**PROBLEM DESCRIPTION:**
Below are the records; copy each line in them that holds the word "channel".

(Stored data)
use super::items::{AssistantContent, FunctionCallContent, FunctionResultContent, TextContent};
use crate::Map;
use serde::{Deserialize, Serialize};
use std::fmt;

/// Role of the author of a chat message.
#[derive(Clone, Copy, Debug, Deserialize, Serialize, PartialEq, Eq, Hash)]
#[serde(rename_all = "lowercase")]
pub enum AuthorRole {
    /// Sets the behavior of the conversation.
    System,
    /// A human turn.
    User,
    /// A model turn.
    Assistant,
    /// Function results.
    Tool,
}

impl fmt::Display for AuthorRole {
    fn fmt(&self, f: &mut fmt::Formatter<'_>) -> fmt::Result {
        let role = match self {
            AuthorRole::System => "system",
            AuthorRole::User => "user",
            AuthorRole::Assistant => "assistant",
            AuthorRole::Tool => "tool",
        };
        f.write_str(role)
    }
}

/// The items of a message. The variant is the role, so a tool message can only
/// carry function results and a user message can only carry text.
#[derive(Clone, Debug, Deserialize, Serialize, PartialEq)]
#[serde(tag = "role", content = "items", rename_all = "lowercase")]
pub enum MessageItems {
    /// Items of a system message.
    System(Vec<TextContent>),
    /// Items of a user message.
    User(Vec<TextContent>),
    /// Items of an assistant message.
    Assistant(Vec<AssistantContent>),
    /// Items of a tool message.
    Tool(Vec<FunctionResultContent>),
}

/// One turn in a conversation.
#[derive(Clone, Debug, Deserialize, Serialize, PartialEq)]
pub struct ChatMessage {
    /// The role and the items it allows.
    pub items: MessageItems,
    /// Optional name of the author.
    #[serde(default, skip_serializing_if = "Option::is_none")]
    pub author_name: Option<String>,
    /// Open key/value metadata.
    #[serde(default, skip_serializing_if = "Map::is_empty")]
    pub metadata: Map,
    /// The model that produced this message, if any.
    #[serde(default, skip_serializing_if = "Option::is_none")]
    pub model_id: Option<String>,
}

impl ChatMessage {
    /// Creates a message from its items.
    pub fn new(items: MessageItems) -> Self {
        Self {
            items,
            author_name: None,
            metadata: Map::new(),
            model_id: None,
        }
    }

    /// Helper constructor to make creating system messages easier.
    pub fn system(text: impl Into<String>) -> Self {
        Self::new(MessageItems::System(vec![text.into().into()]))
    }

    /// Helper constructor to make creating user messages easier.
    pub fn user(text: impl Into<String>) -> Self {
        Self::new(MessageItems::User(vec![text.into().into()]))
    }

    /// Helper constructor to make creating assistant messages easier.
    pub fn assistant(text: impl Into<String>) -> Self {
        Self::new(MessageItems::Assistant(vec![AssistantContent::text(text)]))
    }

    /// Creates an assistant message with mixed text and function-call items.
    pub fn assistant_with_items(items: Vec<AssistantContent>) -> Self {
        Self::new(MessageItems::Assistant(items))
    }

    /// Creates a tool message carrying a single function result.
    pub fn tool(result: FunctionResultContent) -> Self {
        Self::new(MessageItems::Tool(vec![result]))
    }

    /// Sets the author name.
    pub fn with_author_name(mut self, author_name: impl Into<String>) -> Self {
        self.author_name = Some(author_name.into());
        self
    }

    /// Sets the model identifier.
    pub fn with_model_id(mut self, model_id: impl Into<String>) -> Self {
        self.model_id = Some(model_id.into());
        self
    }

    /// Inserts a metadata entry.
    pub fn with_metadata(
        mut self,
        key: impl Into<String>,
        value: impl Into<crate::JsonValue>,
    ) -> Self {
        self.metadata.insert(key.into(), value.into());
        self
    }

    /// Returns the role of the author.
    pub fn role(&self) -> AuthorRole {
        match &self.items {
            MessageItems::System(_) => AuthorRole::System,
            MessageItems::User(_) => AuthorRole::User,
            MessageItems::Assistant(_) => AuthorRole::Assistant,
            MessageItems::Tool(_) => AuthorRole::Tool,
        }
    }

    /// Returns the text of the first item when that item is text.
    pub fn content(&self) -> Option<&str> {
        match &self.items {
            MessageItems::System(items) | MessageItems::User(items) => {
                items.first().map(|item| item.text.as_str())
            }
            MessageItems::Assistant(items) => match items.first() {
                Some(AssistantContent::Text(item)) => Some(item.text.as_str()),
                _ => None,
            },
            MessageItems::Tool(_) => None,
        }
    }

    /// Returns the function-call requests in the order the model issued them.
    pub fn function_calls(&self) -> Vec<&FunctionCallContent> {
        match &self.items {
            MessageItems::Assistant(items) => items
                .iter()
                .filter_map(|item| match item {
                    AssistantContent::FunctionCall(call) => Some(call),
                    AssistantContent::Text(_) => None,
                })
                .collect(),
            _ => Vec::new(),
        }
    }

    /// Returns `true` if the message requests at least one function call.
    pub fn has_function_calls(&self) -> bool {
        matches!(
            &self.items,
            MessageItems::Assistant(items)
                if items.iter().any(|item| matches!(item, AssistantContent::FunctionCall(_)))
        )
    }

    /// Returns the function results carried by a tool message.
    pub fn function_results(&self) -> &[FunctionResultContent] {
        match &self.items {
            MessageItems::Tool(results) => results,
            _ => &[],
        }
    }
}

impl From<String> for ChatMessage {
    fn from(text: String) -> Self {
        ChatMessage::user(text)
    }
}

impl From<&str> for ChatMessage {
    fn from(text: &str) -> Self {
        ChatMessage::user(text)
    }
}

impl From<FunctionResultContent> for ChatMessage {
    fn from(result: FunctionResultContent) -> Self {
        ChatMessage::tool(result)
    }
}

#[cfg(test)]
mod tests {
    use super::*;
    use serde_json::json;

    #[test]
    fn test_role_follows_items() {
        assert_eq!(ChatMessage::system("s").role(), AuthorRole::System);
        assert_eq!(ChatMessage::user("u").role(), AuthorRole::User);
        assert_eq!(ChatMessage::assistant("a").role(), AuthorRole::Assistant);

        let call = FunctionCallContent::new("1", "f", Map::new()).with_plugin_name("p");
        let result = FunctionResultContent::for_call(&call, "ok");
        assert_eq!(result.plugin_name.as_deref(), Some("p"));
        assert_eq!(ChatMessage::tool(result).role(), AuthorRole::Tool);
    }

    #[test]
    fn test_content_is_first_text_item() {
        let message = ChatMessage::assistant_with_items(vec![
            AssistantContent::function_call("1", None, "f", Map::new()),
            AssistantContent::text("later"),
        ]);
        assert_eq!(message.content(), None);
        assert_eq!(ChatMessage::user("hello").content(), Some("hello"));
    }

    #[test]
    fn test_function_calls_keep_order() {
        let message = ChatMessage::assistant_with_items(vec![
            AssistantContent::text("calling"),
            AssistantContent::function_call("a", Some("p"), "first", Map::new()),
            AssistantContent::function_call("b", None, "second", Map::new()),
        ]);
        let ids = message
            .function_calls()
            .iter()
            .map(|call| call.id.as_str())
            .collect::<Vec<_>>();
        assert_eq!(ids, ["a", "b"]);
        assert!(message.has_function_calls());
        assert!(!ChatMessage::assistant("plain").has_function_calls());
    }

    #[test]
    fn test_serde_shape() {
        let message = ChatMessage::user("hi")
            .with_author_name("ann")
            .with_metadata("channel", "web");
        let value = serde_json::to_value(&message).unwrap();
        assert_eq!(
            value,
            json!({
                "items": { "role": "user", "items": [{ "text": "hi" }] },
                "author_name": "ann",
                "metadata": { "channel": "web" }
            })
        );
        let back: ChatMessage = serde_json::from_value(value).unwrap();
        assert_eq!(back, message);
    }
}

**ANSWER BELOW:**
            .with_metadata("channel", "web");
                "metadata": { "channel": "web" }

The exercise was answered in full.